Все это они детально обсуждали в саду, расхаживая взад и вперед по подстриженному газону. С практической точки зрения Дональд мог ехать в качестве технического эксперта, как инженер, ну и, конечно, как младший глава фирмы. Если бы он сейчас, расхаживая по газону, оперся на Хвостика, вернее, на его плечо, это было бы вполне уместным жестом и в известной мере воздало бы должное правде. Так и случилось, хотя и на иной манер: Дональд попросил его остаться к обеду (несмотря на то, что они все уже обговорили) и не желал принимать никаких возражений. Только шутки ради стоит упомянуть, что нашему старичку сегодня вечером предстояла стариковская вылазка, ну, скажем, в скрытую от нас сторону его жизни. Но все это сейчас выскочило у него из головы. Ибо уже в саду и во время деловой беседы он почувствовал, что происходит с Дональдом. Если человек о чем-то умалчивает, сразу чувствуется, что он о чем-то умалчивает; мы также чувствуем, когда у другого начинает скрипеть замок его молчания, когда плотина молчания готова вот-вот прорваться. А Хвостик не был неосведомленным человеком. Он только был угнетен своими личными обстоятельствами. Мы уже сказали, что он понимал серьезность создавшегося положения. Более того, это была ужасающая перспектива: увидеть, как этот молодой человек тяжко борется на том самом ринге, который он, Хвостик, совсем недавно с благодарностью покинул легко и бодро.
Для Дональда лето уже наступило, хотя было еще начало мая, с нерасцветшей сиренью и время от времени развевающимися лентами прохлады, если не холода, в саду и на улице. Но в нем самом был тот мрак, который иной раз зарождается в нас от сильной жары и нестерпимо яркого летнего солнца, заодно с ощущением, будто ты связан по рукам и ногам. Листва была светло-зеленой.

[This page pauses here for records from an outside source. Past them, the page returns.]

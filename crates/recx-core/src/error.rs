//! Error types for the recx-core library.
//!
//! Extraction itself is total: every input string produces an
//! `ExtractionResult`, so no extractor returns an error. Errors only occur at
//! the edges (reading configuration files, I/O done by callers).

use thiserror::Error;

/// Main error type for the recx library.
#[derive(Error, Debug)]
pub enum RecxError {
    /// I/O error.
    #[error("I/O error: {0}")]
    Io(#[from] std::io::Error),

    /// Configuration error.
    #[error("configuration error: {0}")]
    Config(String),
}

/// Result type for the recx library.
pub type Result<T> = std::result::Result<T, RecxError>;
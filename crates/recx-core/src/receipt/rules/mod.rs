//! Rule-based field extractors for receipt OCR text.

pub mod amounts;
pub mod currency;
pub mod dates;
pub mod merchant;
pub mod patterns;
pub mod tax;

pub use amounts::{AmountExtractor, ReceiptAmounts, extract_amounts};
pub use currency::{CurrencyExtractor, identify_currency};
pub use dates::DateExtractor;
pub use merchant::MerchantExtractor;
pub use patterns::*;
pub use tax::TaxExtractor;

/// Trait for field extractors.
pub trait FieldExtractor {
    /// The type of value this extractor produces.
    type Output;

    /// Extract the field from text.
    fn extract(&self, text: &str) -> Option<Self::Output>;

    /// Extract all occurrences of the field.
    fn extract_all(&self, text: &str) -> Vec<Self::Output>;
}

/// An extracted value with its heuristic confidence.
#[derive(Debug, Clone, PartialEq)]
pub struct ExtractionMatch<T> {
    /// Extracted value.
    pub value: T,
    /// Confidence score (0.0 - 1.0), determined by which pattern matched.
    pub confidence: f32,
    /// Position in source text.
    pub position: Option<(usize, usize)>,
    /// Source text that was matched.
    pub source: String,
}

impl<T> ExtractionMatch<T> {
    pub fn new(value: T, confidence: f32, source: impl Into<String>) -> Self {
        Self {
            value,
            confidence,
            position: None,
            source: source.into(),
        }
    }

    pub fn with_position(mut self, start: usize, end: usize) -> Self {
        self.position = Some((start, end));
        self
    }
}
//! Receipt field extraction module.

mod parser;
pub mod rules;

pub use parser::{ReceiptParser, RuleReceiptParser};

/// Split raw OCR text into trimmed lines.
///
/// Empty lines are retained; downstream extractors filter as needed. Empty
/// input yields an empty sequence.
pub fn segment_lines(text: &str) -> Vec<&str> {
    text.lines().map(str::trim).collect()
}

Для Дональда она уже потемнела.
Они обедали вместе с Августом, который сразу же после обеда откланялся с лукавой усмешкой. Хвостик и Дональд вышли в холл и сели в кресла. Им подали кофе. Затем Дональд едва не заговорил о том, что на самом деле еще не было свершившимся фактом. Но он сделал всего лишь одно замечание: что, живя в двух странах, в конце концов в обеих перестаешь чувствовать себя дома.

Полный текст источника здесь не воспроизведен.